----- DATA FOR REVIEW

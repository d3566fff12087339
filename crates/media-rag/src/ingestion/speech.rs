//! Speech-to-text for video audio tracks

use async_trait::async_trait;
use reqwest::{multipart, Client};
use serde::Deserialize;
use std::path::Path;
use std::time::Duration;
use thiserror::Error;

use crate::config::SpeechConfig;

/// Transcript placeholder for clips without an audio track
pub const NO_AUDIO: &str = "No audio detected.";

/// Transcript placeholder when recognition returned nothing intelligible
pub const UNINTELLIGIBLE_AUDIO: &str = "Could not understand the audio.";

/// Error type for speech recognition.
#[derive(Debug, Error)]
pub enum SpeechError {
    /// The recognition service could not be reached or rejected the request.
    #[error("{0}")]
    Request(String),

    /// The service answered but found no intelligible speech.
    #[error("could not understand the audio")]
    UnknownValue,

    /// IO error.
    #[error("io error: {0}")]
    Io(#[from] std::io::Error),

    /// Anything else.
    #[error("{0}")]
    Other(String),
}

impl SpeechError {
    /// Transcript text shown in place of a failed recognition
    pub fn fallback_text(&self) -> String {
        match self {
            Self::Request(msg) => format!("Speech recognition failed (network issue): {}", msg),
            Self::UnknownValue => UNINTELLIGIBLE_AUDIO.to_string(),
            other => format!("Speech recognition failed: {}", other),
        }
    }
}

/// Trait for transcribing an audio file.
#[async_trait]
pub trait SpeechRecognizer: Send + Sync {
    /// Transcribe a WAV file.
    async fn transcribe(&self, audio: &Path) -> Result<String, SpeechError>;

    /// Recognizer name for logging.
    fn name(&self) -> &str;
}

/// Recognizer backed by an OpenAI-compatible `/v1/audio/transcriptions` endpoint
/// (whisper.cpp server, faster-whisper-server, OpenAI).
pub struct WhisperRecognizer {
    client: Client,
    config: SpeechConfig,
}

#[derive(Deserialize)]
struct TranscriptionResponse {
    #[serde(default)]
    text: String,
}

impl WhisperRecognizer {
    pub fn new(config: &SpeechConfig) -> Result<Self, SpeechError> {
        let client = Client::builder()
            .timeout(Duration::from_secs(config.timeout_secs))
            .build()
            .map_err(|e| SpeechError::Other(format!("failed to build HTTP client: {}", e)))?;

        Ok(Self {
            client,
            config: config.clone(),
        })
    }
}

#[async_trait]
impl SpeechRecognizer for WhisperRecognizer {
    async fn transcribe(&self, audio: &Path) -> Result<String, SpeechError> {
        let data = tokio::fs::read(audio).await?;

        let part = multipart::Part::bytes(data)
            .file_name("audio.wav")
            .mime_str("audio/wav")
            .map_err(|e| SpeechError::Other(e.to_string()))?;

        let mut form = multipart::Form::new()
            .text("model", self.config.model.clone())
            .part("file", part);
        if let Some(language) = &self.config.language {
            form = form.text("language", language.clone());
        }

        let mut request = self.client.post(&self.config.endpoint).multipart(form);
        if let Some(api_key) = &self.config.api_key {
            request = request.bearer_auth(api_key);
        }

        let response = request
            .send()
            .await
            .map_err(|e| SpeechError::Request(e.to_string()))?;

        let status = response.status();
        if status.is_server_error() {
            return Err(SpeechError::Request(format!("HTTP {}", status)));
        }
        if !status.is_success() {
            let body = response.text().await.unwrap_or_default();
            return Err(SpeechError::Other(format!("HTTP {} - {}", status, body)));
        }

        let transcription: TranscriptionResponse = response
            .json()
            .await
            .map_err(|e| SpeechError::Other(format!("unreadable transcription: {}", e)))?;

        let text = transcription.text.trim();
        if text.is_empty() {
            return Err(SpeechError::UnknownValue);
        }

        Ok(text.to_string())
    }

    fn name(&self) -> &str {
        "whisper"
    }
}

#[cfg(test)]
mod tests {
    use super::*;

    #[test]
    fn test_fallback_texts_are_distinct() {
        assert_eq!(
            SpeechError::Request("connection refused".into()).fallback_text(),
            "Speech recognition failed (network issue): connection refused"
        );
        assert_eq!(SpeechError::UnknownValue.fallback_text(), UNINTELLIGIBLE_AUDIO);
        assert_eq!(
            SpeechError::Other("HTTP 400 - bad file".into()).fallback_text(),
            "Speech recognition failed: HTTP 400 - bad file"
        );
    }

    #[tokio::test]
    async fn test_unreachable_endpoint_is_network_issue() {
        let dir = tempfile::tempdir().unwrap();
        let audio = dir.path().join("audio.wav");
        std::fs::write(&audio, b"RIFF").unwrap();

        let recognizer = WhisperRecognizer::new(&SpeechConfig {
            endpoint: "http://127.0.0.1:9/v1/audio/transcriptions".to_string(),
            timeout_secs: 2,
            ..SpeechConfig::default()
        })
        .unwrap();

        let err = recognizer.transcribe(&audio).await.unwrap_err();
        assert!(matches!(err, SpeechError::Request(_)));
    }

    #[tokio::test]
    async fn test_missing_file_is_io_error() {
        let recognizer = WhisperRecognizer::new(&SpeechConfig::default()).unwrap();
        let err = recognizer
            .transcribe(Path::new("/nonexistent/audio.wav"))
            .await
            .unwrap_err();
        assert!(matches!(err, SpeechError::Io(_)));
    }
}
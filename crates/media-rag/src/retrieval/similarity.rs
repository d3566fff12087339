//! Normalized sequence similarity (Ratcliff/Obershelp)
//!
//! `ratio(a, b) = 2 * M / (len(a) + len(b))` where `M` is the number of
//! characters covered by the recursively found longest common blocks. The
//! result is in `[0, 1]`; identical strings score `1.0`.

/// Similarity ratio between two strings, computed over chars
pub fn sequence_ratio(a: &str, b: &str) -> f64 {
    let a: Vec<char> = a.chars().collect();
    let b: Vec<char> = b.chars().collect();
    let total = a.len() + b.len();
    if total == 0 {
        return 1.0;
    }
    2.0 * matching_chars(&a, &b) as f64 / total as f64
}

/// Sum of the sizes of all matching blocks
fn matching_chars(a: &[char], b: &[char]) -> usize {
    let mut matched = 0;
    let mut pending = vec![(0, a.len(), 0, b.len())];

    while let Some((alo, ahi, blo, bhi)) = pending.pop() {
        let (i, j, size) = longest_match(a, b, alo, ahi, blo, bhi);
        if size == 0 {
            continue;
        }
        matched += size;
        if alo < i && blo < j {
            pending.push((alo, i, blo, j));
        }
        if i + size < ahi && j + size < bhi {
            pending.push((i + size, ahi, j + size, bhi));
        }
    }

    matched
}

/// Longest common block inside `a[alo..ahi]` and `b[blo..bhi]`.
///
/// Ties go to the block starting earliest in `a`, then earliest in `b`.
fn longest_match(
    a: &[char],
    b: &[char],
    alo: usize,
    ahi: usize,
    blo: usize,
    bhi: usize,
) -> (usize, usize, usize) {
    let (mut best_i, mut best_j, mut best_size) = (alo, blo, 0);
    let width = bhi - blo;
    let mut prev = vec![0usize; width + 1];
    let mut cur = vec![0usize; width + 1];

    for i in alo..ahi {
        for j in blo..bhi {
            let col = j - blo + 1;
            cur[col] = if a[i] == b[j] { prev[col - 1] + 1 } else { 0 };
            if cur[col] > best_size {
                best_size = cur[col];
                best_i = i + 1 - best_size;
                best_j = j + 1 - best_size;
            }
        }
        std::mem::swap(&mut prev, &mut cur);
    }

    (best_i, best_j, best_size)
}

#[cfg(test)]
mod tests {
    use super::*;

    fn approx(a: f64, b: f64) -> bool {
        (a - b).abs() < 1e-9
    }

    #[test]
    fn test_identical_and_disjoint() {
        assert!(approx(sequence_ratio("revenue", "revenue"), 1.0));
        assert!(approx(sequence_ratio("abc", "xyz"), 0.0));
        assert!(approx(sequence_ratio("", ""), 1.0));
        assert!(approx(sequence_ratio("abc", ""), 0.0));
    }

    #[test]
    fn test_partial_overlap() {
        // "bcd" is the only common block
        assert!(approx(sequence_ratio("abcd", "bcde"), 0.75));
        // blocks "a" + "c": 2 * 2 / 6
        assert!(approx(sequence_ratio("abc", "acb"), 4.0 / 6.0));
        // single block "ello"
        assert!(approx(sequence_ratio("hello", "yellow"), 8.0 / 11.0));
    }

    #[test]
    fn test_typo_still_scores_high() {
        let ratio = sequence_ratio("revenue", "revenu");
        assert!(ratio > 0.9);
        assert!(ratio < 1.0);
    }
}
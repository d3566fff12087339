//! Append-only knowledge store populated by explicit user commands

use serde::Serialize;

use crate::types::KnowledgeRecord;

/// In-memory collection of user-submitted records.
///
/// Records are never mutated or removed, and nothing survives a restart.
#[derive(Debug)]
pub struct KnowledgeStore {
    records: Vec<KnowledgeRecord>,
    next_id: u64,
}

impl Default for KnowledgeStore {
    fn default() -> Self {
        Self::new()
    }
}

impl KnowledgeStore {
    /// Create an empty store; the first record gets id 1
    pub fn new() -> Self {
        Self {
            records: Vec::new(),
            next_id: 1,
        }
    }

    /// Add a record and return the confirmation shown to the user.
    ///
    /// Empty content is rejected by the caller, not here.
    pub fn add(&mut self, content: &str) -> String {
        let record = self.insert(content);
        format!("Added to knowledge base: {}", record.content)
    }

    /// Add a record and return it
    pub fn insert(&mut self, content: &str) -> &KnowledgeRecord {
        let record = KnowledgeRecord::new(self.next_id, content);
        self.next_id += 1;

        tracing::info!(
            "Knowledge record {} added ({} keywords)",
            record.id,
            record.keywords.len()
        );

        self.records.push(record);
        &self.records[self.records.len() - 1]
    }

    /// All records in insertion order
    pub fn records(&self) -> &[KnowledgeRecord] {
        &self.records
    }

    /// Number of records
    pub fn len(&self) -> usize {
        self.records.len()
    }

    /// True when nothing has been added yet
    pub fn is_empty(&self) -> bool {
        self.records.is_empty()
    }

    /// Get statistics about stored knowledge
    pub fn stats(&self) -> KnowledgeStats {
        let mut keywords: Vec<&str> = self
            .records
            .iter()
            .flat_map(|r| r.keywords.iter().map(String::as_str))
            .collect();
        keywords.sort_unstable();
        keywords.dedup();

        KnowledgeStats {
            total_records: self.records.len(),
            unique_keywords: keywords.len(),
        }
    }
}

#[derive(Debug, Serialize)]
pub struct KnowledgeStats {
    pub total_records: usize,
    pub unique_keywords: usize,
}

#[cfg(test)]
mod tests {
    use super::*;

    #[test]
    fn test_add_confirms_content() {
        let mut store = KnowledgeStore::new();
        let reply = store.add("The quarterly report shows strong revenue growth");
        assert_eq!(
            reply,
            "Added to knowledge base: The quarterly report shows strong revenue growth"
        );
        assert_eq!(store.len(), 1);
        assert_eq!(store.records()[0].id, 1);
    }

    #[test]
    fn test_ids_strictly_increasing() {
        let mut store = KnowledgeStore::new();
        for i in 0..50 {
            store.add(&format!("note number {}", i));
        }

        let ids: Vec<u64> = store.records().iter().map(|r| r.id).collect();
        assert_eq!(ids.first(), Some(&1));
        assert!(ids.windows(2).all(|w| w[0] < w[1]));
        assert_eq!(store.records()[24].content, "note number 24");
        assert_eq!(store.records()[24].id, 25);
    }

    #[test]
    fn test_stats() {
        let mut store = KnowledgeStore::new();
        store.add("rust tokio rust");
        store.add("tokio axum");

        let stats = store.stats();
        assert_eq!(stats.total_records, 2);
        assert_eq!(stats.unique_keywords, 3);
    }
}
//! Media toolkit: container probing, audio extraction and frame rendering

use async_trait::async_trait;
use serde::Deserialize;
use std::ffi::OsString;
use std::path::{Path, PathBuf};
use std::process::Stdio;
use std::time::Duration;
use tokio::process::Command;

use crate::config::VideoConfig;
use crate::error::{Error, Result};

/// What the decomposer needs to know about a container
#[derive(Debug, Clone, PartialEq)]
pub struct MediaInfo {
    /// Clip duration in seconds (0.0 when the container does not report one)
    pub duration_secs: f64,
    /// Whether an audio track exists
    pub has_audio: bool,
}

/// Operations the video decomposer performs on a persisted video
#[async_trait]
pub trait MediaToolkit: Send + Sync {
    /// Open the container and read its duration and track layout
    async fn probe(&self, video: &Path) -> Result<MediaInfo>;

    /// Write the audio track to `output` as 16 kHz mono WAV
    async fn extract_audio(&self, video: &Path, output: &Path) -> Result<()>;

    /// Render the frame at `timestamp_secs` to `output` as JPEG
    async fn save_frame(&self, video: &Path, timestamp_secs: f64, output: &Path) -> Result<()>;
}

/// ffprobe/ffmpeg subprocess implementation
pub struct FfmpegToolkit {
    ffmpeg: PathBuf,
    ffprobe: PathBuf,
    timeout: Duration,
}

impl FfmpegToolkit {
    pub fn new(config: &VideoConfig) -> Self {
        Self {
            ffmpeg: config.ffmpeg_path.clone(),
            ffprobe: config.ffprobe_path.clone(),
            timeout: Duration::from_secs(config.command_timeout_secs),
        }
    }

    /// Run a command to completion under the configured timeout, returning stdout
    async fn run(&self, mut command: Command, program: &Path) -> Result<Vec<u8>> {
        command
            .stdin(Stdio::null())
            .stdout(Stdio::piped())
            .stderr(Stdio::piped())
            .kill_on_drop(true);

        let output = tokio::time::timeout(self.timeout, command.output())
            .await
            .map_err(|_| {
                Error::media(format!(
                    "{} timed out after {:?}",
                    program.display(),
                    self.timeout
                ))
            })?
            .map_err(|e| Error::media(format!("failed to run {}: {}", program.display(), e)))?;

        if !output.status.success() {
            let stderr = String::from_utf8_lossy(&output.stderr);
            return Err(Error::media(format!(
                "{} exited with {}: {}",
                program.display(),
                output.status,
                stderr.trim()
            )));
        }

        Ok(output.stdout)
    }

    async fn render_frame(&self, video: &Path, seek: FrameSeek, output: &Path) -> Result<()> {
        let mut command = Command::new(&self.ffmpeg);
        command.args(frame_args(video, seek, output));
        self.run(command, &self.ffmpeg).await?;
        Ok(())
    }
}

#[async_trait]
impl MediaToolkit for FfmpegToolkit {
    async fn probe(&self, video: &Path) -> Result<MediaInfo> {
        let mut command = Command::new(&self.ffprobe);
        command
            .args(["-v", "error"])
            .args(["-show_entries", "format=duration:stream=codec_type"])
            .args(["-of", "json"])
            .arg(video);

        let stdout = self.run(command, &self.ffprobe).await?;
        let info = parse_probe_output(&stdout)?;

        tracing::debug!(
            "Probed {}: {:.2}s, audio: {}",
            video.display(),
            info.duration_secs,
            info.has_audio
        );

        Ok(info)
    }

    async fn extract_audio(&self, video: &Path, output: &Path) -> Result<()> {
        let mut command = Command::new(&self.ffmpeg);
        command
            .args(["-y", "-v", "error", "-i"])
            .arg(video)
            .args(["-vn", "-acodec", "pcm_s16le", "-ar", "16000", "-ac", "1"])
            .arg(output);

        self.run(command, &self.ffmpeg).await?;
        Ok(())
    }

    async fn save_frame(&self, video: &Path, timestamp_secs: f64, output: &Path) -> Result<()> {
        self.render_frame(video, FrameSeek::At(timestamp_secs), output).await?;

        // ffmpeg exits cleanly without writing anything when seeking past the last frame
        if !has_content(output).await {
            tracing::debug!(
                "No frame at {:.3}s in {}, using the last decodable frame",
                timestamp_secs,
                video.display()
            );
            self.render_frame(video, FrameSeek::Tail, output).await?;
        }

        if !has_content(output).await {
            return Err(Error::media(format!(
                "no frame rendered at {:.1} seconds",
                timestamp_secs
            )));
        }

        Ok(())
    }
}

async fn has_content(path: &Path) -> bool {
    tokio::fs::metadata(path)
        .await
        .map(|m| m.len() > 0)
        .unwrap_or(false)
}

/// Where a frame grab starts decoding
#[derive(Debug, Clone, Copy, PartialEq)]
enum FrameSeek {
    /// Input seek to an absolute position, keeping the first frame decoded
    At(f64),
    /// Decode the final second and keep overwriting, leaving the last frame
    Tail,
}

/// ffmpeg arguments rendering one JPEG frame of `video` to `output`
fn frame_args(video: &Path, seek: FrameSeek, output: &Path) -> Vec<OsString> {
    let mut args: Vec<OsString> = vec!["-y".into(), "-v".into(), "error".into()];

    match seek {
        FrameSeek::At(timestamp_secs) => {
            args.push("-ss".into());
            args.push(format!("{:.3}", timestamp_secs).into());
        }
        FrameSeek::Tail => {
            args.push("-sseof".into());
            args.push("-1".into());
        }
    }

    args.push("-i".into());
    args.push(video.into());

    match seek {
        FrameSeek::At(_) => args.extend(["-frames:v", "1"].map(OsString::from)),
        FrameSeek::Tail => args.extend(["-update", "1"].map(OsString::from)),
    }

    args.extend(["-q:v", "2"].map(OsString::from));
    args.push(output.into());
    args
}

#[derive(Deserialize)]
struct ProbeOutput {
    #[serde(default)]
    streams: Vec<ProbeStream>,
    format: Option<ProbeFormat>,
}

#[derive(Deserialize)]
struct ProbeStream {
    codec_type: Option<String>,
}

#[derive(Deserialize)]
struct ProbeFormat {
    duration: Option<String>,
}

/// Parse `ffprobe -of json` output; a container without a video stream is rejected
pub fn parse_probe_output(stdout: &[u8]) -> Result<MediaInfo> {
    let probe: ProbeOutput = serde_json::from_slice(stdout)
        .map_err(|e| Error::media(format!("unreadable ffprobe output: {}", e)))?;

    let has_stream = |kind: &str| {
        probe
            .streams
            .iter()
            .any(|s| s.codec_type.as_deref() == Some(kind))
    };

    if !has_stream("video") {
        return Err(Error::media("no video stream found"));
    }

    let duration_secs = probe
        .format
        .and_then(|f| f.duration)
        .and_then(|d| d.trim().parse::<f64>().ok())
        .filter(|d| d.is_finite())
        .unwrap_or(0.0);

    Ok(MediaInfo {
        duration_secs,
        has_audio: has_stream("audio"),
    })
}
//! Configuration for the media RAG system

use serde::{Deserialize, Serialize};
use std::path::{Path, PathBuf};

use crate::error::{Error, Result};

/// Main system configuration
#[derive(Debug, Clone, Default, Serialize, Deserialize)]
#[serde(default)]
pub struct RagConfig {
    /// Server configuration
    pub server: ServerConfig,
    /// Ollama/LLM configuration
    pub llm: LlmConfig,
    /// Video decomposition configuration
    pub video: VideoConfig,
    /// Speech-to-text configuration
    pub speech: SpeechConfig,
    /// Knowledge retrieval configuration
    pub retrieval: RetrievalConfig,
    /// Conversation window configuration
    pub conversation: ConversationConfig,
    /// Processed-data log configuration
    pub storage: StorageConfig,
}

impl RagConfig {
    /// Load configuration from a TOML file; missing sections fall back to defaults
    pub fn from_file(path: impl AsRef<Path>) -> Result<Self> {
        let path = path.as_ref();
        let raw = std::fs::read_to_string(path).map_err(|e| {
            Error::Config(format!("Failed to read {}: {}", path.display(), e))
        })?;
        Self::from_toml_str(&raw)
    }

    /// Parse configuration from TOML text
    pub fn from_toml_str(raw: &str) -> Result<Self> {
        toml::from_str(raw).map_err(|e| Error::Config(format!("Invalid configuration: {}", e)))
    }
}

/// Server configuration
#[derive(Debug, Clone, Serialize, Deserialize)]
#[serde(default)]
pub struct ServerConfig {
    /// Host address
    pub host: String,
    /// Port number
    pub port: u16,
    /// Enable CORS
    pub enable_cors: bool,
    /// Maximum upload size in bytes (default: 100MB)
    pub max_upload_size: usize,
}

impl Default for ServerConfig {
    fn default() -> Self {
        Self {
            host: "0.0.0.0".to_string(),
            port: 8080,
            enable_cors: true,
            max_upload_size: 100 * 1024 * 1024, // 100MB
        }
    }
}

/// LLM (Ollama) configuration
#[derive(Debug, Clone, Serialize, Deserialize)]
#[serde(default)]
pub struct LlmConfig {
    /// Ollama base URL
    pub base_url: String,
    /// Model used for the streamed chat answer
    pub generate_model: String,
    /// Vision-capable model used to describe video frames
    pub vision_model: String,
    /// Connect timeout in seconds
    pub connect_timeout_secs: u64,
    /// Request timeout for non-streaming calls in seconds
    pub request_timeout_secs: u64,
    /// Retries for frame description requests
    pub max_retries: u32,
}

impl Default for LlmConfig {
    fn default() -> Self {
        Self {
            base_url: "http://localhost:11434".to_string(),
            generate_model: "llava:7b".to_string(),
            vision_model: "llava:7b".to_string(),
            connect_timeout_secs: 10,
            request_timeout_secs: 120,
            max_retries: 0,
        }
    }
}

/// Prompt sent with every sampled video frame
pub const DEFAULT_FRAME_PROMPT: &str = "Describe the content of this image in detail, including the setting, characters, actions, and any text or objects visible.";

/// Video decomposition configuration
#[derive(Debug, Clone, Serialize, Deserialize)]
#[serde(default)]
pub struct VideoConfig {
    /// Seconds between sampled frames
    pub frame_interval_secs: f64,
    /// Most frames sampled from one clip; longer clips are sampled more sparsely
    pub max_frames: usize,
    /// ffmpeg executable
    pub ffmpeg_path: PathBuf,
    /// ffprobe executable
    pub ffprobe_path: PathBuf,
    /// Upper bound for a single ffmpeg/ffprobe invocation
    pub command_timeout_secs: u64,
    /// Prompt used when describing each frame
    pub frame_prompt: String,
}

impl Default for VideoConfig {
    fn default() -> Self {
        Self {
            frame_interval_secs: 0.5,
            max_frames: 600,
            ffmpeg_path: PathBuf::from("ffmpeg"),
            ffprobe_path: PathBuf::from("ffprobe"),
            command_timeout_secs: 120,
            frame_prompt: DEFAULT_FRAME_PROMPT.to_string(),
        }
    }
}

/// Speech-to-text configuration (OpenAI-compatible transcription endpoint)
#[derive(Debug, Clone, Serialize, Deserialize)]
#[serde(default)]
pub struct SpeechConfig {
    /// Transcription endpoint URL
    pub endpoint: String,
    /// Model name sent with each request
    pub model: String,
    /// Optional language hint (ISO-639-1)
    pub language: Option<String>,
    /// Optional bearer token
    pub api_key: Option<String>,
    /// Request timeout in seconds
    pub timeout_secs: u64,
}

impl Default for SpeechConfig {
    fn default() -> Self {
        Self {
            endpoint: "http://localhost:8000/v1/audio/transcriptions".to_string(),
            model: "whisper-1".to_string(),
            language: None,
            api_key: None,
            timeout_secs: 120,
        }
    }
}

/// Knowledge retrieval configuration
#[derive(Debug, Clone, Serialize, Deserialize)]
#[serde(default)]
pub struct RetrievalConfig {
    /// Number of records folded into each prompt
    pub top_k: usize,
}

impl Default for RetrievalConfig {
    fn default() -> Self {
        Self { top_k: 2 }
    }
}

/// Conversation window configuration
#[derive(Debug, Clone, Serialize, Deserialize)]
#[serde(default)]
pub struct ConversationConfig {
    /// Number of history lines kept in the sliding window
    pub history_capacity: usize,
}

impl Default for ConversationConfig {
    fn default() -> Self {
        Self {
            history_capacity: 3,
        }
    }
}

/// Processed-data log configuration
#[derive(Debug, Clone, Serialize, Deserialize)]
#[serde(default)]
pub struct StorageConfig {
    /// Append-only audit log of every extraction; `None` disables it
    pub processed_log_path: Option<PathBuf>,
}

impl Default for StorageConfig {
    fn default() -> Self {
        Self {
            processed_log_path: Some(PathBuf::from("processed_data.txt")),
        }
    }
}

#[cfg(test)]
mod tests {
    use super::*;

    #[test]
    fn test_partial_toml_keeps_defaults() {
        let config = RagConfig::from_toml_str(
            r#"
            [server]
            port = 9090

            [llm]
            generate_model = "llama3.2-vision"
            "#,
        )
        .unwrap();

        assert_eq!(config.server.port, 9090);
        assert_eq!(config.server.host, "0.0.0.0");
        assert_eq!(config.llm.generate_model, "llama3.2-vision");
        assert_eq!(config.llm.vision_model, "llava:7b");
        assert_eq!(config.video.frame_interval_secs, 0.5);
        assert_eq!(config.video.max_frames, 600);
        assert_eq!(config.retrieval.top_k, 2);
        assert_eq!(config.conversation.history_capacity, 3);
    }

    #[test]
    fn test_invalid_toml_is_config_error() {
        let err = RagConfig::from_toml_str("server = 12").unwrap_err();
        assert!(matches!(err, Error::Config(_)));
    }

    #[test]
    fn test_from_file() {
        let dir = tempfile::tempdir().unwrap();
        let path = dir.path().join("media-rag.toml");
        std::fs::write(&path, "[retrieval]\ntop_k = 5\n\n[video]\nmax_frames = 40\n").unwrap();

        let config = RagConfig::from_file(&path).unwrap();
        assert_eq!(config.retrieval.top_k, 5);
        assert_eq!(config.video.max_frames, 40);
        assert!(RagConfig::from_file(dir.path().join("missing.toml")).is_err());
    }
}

----------

YOUR GOAL >>
Take each line above that holds the string "MediaInfo" and copy it.

RESPONSE >>
pub struct MediaInfo {
    async fn probe(&self, video: &Path) -> Result<MediaInfo>;
    async fn probe(&self, video: &Path) -> Result<MediaInfo> {
pub fn parse_probe_output(stdout: &[u8]) -> Result<MediaInfo> {
    Ok(MediaInfo {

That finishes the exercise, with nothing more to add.